March 15, 2014 in City

New details in Doug Carlile murder put more focus on suspect

By The Spokesman-Review

A former employee provided details of a $20,000 bounty tied to the December killing of South Hill businessman Doug Carlile that have brought more focus on James Henrikson, the North Dakota oil speculator allegedly at the center of a murder-for-hire plot, according to court documents.

Police have not charged Henrikson in the case, though FBI agents have had him jailed for weeks on firearms violations as Spokane investigators build a case.

One of Henrikson’s former employees, who became a confidential informant, told investigators of a bounty offered to hurt Carlile, according to court records filed Thursday.

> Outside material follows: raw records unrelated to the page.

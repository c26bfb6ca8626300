//! Parametric distributions over the solution space.
//!
//! Each outer iteration of the optimizer fits a distribution to the
//! genitors, biases it toward a reference solution, and then draws new
//! candidates from it. Those three steps are separate strategy roles:
//!
//! - [`Estimator`]: fits a fresh distribution to a population
//! - [`Modifier`]: adjusts a fitted distribution in place
//! - [`Sampler`]: draws one candidate solution
//!
//! Two families are provided:
//!
//! - [`Uniform`]: an axis-aligned box `[lower, upper]`
//! - [`Normal`]: a multivariate normal with full covariance
//!
//! Samplers pass every draw through a [`Bounder`] so candidates stay inside
//! the search domain.

mod bounds;
mod normal;
mod uniform;

pub use bounds::{Bounder, Bounds};
pub use normal::{Normal, NormalCenter, NormalEstimator, NormalSampler, MIN_VARIANCE};
pub use uniform::{Uniform, UniformCenter, UniformEstimator, UniformSampler, MIN_WIDTH};

use crate::population::{Population, Solution};
use rand::RngCore;

/// A parametric statistical model over `size`-dimensional real vectors.
pub trait Distribution: Clone + std::fmt::Debug {
    /// Dimension of the modelled space.
    fn size(&self) -> usize;

    /// Per-dimension dispersion (standard deviation or box width).
    ///
    /// Used by convergence predicates to detect a collapsed search.
    fn spread(&self) -> Vec<f64>;
}

/// Fits a distribution to a population.
pub trait Estimator<D: Distribution> {
    /// Estimates the parameters of a new distribution from `population`.
    ///
    /// The result has `size() == population.dimension()`.
    ///
    /// # Panics
    /// Panics if `population` is empty.
    fn estimate(&self, population: &Population) -> D;
}

/// Adjusts a distribution in place given a reference solution.
pub trait Modifier<D: Distribution> {
    /// Biases `distribution` toward `reference`. Must preserve its size.
    fn modify(&self, distribution: &mut D, reference: &Solution);
}

/// Draws candidate solutions from a distribution.
pub trait Sampler<D: Distribution> {
    /// Draws one unevaluated solution.
    fn sample(&self, distribution: &D, rng: &mut dyn RngCore) -> Solution;
}

/// Transposes a population into per-dimension gene columns.
fn columns(population: &Population) -> Vec<Vec<f64>> {
    assert!(
        !population.is_empty(),
        "cannot estimate a distribution from an empty population"
    );
    assert!(
        population.is_uniform(),
        "population members must share one dimension"
    );

    let d = population[0].dimension();
    assert!(d > 0, "solutions must have at least one gene");

    let mut cols = vec![Vec::with_capacity(population.len()); d];
    for solution in population {
        for (col, &g) in cols.iter_mut().zip(solution.genes()) {
            col.push(g);
        }
    }
    cols
}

The man said the offer was extended to Spokane Valley resident Timothy Suckow via a text message. Suckow, 50, is charged with breaking into the South Hill home on Dec. 15 and killing Carlile while his wife hid in a bedroom closet.

The new details in the alleged murder-for-hire scheme were revealed in court documents filed following a hearing in which Suckow pleaded not guilty to new criminal charges in the case.

Detectives interviewed the former Henrikson employee, who sought to “minimize their criminal involvement in the murder,” according to court documents. The employee said Henrikson had grown increasingly agitated with Carlile and often called him “the troll.” Henrikson told Spokane investigators by phone shortly after the killing that Carlile owed him close to $2 million on oil land and trucking deals that had gone south.

The employee said he acted as an intermediary between Henrickson and Suckow.

Henrikson told the employee to reach out to Suckow in October to see if he would hurt Carlile, the employee said. Suckow agreed to do the job but said he needed two accomplices, according to the informant.

Eventually, the plan shifted from hurting Carlile to killing him, the employee told investigators. Suckow’s delay in killing Carlile angered Henrikson, the informant said, culminating in a flurry of texts and phone messages between the two on the day of the shooting.

Investigators have confirmed through phone records that Henrikson and Suckow contacted each other the day Carlile was killed. The informant said Henrikson received a text in the early morning hours of Dec. 16 from Suckow that read, “Tell the boss to watch the news.”

Suckow pleaded not guilty to all criminal charges against him Thursday. He is being held in lieu of $2 million bond at the Spokane County Jail.